INSTRUCTIONS TO FOLLOW
Report every line of the material that contains the string "failed".
__________________________________________________
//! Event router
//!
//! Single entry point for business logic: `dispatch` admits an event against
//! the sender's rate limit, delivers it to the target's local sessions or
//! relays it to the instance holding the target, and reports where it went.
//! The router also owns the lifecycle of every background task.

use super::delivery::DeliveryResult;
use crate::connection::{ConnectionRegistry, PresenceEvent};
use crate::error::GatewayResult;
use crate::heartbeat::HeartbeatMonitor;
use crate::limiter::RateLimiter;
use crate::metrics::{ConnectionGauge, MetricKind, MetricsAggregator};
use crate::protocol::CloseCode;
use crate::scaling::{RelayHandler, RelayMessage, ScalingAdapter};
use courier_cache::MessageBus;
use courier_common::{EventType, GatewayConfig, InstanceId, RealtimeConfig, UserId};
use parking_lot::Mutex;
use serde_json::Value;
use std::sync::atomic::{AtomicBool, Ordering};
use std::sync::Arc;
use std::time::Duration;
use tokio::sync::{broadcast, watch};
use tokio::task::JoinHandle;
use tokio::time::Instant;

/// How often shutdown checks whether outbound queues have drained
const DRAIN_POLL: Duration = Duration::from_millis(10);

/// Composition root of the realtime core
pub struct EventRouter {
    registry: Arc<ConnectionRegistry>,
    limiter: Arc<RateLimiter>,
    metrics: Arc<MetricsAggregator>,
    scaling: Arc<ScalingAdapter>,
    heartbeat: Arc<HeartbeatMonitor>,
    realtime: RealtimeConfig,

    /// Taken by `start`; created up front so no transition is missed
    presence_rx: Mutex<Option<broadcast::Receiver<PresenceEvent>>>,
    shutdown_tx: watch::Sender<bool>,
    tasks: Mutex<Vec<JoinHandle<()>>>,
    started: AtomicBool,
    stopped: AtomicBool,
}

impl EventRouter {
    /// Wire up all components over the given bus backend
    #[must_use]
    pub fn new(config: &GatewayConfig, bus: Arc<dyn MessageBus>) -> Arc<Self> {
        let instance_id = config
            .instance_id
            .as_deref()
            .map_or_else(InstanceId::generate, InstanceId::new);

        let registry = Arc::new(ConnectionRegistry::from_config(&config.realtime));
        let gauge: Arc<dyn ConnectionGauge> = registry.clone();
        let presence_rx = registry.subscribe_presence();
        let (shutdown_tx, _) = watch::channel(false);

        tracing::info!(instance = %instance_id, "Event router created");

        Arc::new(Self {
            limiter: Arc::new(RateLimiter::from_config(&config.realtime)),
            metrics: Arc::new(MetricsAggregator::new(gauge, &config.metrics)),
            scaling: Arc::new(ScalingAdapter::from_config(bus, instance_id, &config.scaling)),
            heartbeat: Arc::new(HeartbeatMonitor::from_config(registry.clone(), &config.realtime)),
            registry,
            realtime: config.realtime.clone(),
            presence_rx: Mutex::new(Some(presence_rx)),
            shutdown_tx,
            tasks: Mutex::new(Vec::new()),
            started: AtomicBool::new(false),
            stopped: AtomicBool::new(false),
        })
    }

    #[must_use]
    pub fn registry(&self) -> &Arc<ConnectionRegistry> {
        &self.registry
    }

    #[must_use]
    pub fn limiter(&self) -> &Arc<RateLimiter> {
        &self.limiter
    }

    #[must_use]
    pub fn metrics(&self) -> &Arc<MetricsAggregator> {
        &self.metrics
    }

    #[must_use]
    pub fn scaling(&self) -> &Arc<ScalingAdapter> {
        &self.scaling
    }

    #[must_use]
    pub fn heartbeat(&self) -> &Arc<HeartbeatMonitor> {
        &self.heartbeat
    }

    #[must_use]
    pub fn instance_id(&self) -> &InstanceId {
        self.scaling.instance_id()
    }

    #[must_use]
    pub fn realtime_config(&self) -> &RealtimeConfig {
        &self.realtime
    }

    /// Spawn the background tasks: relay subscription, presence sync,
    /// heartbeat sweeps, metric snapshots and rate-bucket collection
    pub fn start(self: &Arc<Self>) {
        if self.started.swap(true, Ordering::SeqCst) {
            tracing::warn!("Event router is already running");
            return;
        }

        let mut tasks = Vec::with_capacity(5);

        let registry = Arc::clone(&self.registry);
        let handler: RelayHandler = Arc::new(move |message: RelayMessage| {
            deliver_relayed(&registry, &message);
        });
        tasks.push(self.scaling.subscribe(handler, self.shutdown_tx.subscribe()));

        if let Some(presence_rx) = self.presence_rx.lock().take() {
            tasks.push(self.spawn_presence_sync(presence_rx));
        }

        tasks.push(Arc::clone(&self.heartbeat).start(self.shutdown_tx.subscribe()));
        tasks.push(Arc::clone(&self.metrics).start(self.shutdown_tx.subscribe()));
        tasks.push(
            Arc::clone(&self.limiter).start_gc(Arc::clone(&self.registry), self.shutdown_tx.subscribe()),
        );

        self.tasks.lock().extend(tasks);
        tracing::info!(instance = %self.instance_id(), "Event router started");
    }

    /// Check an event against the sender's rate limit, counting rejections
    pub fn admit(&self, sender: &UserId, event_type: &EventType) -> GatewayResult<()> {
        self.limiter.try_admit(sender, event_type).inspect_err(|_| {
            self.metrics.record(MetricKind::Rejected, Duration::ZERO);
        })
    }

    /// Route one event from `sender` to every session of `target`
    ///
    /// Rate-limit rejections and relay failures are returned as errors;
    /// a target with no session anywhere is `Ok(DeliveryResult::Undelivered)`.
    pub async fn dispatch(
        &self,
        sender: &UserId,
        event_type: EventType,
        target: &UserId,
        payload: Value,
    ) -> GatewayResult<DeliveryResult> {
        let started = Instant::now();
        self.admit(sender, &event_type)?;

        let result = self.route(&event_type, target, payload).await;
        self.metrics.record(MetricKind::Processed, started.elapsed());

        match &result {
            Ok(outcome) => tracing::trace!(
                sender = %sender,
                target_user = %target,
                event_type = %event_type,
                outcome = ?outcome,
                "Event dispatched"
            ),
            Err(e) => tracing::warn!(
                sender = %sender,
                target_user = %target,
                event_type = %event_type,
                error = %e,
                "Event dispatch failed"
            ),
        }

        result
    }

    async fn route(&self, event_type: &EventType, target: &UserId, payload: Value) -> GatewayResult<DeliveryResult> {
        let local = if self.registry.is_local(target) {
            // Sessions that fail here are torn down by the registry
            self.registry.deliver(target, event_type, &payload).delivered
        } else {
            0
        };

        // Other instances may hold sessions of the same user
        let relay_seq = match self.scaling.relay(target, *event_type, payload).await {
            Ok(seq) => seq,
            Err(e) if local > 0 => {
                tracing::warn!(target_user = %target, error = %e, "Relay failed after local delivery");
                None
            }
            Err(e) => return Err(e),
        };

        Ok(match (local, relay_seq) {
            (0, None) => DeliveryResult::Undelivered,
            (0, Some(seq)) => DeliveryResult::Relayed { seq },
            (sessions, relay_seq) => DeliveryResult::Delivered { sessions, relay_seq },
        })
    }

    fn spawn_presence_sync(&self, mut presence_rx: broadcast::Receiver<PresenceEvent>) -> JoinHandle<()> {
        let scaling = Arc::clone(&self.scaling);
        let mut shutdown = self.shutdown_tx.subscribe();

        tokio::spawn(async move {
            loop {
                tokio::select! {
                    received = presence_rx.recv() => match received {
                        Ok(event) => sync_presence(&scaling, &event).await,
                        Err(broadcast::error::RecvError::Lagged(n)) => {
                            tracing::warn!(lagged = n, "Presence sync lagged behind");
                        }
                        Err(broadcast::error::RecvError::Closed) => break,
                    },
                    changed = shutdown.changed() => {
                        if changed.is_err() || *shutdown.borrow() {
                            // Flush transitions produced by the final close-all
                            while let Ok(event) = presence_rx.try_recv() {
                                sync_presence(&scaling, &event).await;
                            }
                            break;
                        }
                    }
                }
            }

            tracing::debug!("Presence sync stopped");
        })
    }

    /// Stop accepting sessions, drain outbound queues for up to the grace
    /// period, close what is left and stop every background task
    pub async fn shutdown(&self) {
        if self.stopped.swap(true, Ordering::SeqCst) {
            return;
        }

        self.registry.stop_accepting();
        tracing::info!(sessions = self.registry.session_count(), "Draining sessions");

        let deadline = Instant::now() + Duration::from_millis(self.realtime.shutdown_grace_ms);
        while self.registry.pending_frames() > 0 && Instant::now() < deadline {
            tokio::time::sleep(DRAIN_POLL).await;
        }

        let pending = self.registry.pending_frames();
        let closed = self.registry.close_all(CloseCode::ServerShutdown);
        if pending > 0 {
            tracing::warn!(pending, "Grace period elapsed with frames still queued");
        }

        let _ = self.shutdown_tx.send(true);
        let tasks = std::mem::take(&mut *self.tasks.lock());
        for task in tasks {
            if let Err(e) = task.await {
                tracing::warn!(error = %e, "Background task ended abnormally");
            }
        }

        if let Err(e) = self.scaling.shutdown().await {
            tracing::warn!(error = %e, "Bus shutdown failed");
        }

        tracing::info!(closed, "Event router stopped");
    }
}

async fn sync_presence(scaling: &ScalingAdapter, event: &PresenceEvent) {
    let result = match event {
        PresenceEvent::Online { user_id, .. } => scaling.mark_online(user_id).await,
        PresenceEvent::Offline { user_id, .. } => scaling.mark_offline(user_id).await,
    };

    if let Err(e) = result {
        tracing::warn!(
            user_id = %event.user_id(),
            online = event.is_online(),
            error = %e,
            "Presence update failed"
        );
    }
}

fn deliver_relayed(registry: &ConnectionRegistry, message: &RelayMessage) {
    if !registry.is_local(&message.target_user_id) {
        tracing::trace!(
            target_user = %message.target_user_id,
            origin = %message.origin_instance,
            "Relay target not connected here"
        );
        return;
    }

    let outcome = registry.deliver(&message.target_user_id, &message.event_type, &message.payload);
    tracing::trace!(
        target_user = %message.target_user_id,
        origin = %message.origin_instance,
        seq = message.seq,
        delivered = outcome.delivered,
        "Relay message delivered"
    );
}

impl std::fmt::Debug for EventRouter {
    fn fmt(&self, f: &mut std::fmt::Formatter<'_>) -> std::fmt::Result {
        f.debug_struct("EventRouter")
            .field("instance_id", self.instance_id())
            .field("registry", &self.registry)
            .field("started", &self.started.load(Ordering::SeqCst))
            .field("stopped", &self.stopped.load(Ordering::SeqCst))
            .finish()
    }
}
__________________________________________________
WRITTEN ANSWER
                "Event dispatch failed"
                tracing::warn!(target_user = %target, error = %e, "Relay failed after local delivery");
            tracing::warn!(error = %e, "Bus shutdown failed");
            "Presence update failed"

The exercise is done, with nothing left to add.